**Directions for this task:** Print the records below exactly, leaving out nothing.

----- Information shown

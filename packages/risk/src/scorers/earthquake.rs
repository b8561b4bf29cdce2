//! Earthquake scorer.
//!
//! The region prior is raised by proximity to the nearest catalogued fault,
//! weighted by that fault's slip rate and rupture probability.

use hazard_map_hazard_models::{BaseStatistics, Coordinate, RiskScore};
use hazard_map_reference::faults::UNKNOWN_PROBABILITY;

use super::out_of_coverage;
use crate::faults::NearestFault;

/// Raw default when the region is unknown.
pub const OUT_OF_COVERAGE_RAW: f64 = 30.0;

/// Faults farther than this many miles add nothing.
pub const FAULT_INFLUENCE_MILES: f64 = 50.0;

/// Slip rate (mm/yr) at which the slip term saturates.
pub const SATURATING_SLIP_RATE: f64 = 20.0;

/// Rupture probability (percent) at which the probability term saturates.
pub const SATURATING_PROBABILITY: f64 = 30.0;

/// Upper bound on the adjusted raw value.
pub const RAW_CAP: f64 = 95.0;

/// Upper bound on the public 0-10 score.
pub const SCORE_CEILING: f64 = 9.5;

const SOURCE: &str = "USGS Quaternary Fault Database, UCERF3";
const DEFAULT_SOURCE: &str = "USGS Seismic Hazard Maps";

/// Raw points a fault adds at a given (rounded) distance.
///
/// Zero at or beyond [`FAULT_INFLUENCE_MILES`]; at most 15 when sitting on a
/// fast, likely-to-rupture fault.
#[must_use]
pub fn fault_adjustment(nearest: &NearestFault<'_>) -> f64 {
    let distance = (1.0 - nearest.distance_miles / FAULT_INFLUENCE_MILES).max(0.0);
    let slip = (nearest.fault.slip_rate_mm_per_yr() / SATURATING_SLIP_RATE).min(1.0);
    let probability = (nearest.fault.probability_percent() / SATURATING_PROBABILITY).min(1.0);

    distance * slip.mul_add(5.0, probability.mul_add(5.0, 5.0))
}

/// Scores earthquake exposure.
#[must_use]
pub fn score(
    _region: Option<&str>,
    stats: Option<&BaseStatistics>,
    _coordinate: Coordinate,
    nearest: Option<&NearestFault<'_>>,
) -> RiskScore {
    let Some(stats) = stats else {
        return out_of_coverage(OUT_OF_COVERAGE_RAW, DEFAULT_SOURCE);
    };

    let adjustment = nearest.map_or(0.0, fault_adjustment);
    let raw = (f64::from(stats.earthquake) + adjustment).min(RAW_CAP);

    let mut factors = Vec::with_capacity(5);
    if let Some(nearest) = nearest {
        let fault = nearest.fault;
        factors.push(format!(
            "{} miles from {}",
            nearest.distance_miles,
            fault.name()
        ));
        if fault.probability() != UNKNOWN_PROBABILITY {
            factors.push(format!("Fault probability: {}", fault.probability()));
        }
        factors.push(format!("Slip rate: {}", fault.slip_rate()));
    }

    if raw >= 70.0 {
        factors.push("High liquefaction susceptibility in this region".to_string());
        factors.push("CEA earthquake insurance recommended".to_string());
    } else if raw >= 40.0 {
        factors.push("Moderate seismic activity expected".to_string());
    } else {
        factors.push("Low seismic activity expected".to_string());
    }

    RiskScore::from_raw_with_ceiling(raw, SCORE_CEILING, factors, SOURCE)
}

----------

**Output of the task:**
filename packages/risk/src/scorers/earthquake.rs
repository b8561b4bf29cdce2
//! Earthquake scorer.
//!
//! The region prior is raised by proximity to the nearest catalogued fault,
//! weighted by that fault's slip rate and rupture probability.

use hazard_map_hazard_models::{BaseStatistics, Coordinate, RiskScore};
use hazard_map_reference::faults::UNKNOWN_PROBABILITY;

use super::out_of_coverage;
use crate::faults::NearestFault;

/// Raw default when the region is unknown.
pub const OUT_OF_COVERAGE_RAW: f64 = 30.0;

/// Faults farther than this many miles add nothing.
pub const FAULT_INFLUENCE_MILES: f64 = 50.0;

/// Slip rate (mm/yr) at which the slip term saturates.
pub const SATURATING_SLIP_RATE: f64 = 20.0;

/// Rupture probability (percent) at which the probability term saturates.
pub const SATURATING_PROBABILITY: f64 = 30.0;

/// Upper bound on the adjusted raw value.
pub const RAW_CAP: f64 = 95.0;

/// Upper bound on the public 0-10 score.
pub const SCORE_CEILING: f64 = 9.5;

const SOURCE: &str = "USGS Quaternary Fault Database, UCERF3";
const DEFAULT_SOURCE: &str = "USGS Seismic Hazard Maps";

/// Raw points a fault adds at a given (rounded) distance.
///
/// Zero at or beyond [`FAULT_INFLUENCE_MILES`]; at most 15 when sitting on a
/// fast, likely-to-rupture fault.
#[must_use]
pub fn fault_adjustment(nearest: &NearestFault<'_>) -> f64 {
    let distance = (1.0 - nearest.distance_miles / FAULT_INFLUENCE_MILES).max(0.0);
    let slip = (nearest.fault.slip_rate_mm_per_yr() / SATURATING_SLIP_RATE).min(1.0);
    let probability = (nearest.fault.probability_percent() / SATURATING_PROBABILITY).min(1.0);

    distance * slip.mul_add(5.0, probability.mul_add(5.0, 5.0))
}

/// Scores earthquake exposure.
#[must_use]
pub fn score(
    _region: Option<&str>,
    stats: Option<&BaseStatistics>,
    _coordinate: Coordinate,
    nearest: Option<&NearestFault<'_>>,
) -> RiskScore {
    let Some(stats) = stats else {
        return out_of_coverage(OUT_OF_COVERAGE_RAW, DEFAULT_SOURCE);
    };

    let adjustment = nearest.map_or(0.0, fault_adjustment);
    let raw = (f64::from(stats.earthquake) + adjustment).min(RAW_CAP);

    let mut factors = Vec::with_capacity(5);
    if let Some(nearest) = nearest {
        let fault = nearest.fault;
        factors.push(format!(
            "{} miles from {}",
            nearest.distance_miles,
            fault.name()
        ));
        if fault.probability() != UNKNOWN_PROBABILITY {
            factors.push(format!("Fault probability: {}", fault.probability()));
        }
        factors.push(format!("Slip rate: {}", fault.slip_rate()));
    }

    if raw >= 70.0 {
        factors.push("High liquefaction susceptibility in this region".to_string());
        factors.push("CEA earthquake insurance recommended".to_string());
    } else if raw >= 40.0 {
        factors.push("Moderate seismic activity expected".to_string());
    } else {
        factors.push("Low seismic activity expected".to_string());
    }

    RiskScore::from_raw_with_ceiling(raw, SCORE_CEILING, factors, SOURCE)
}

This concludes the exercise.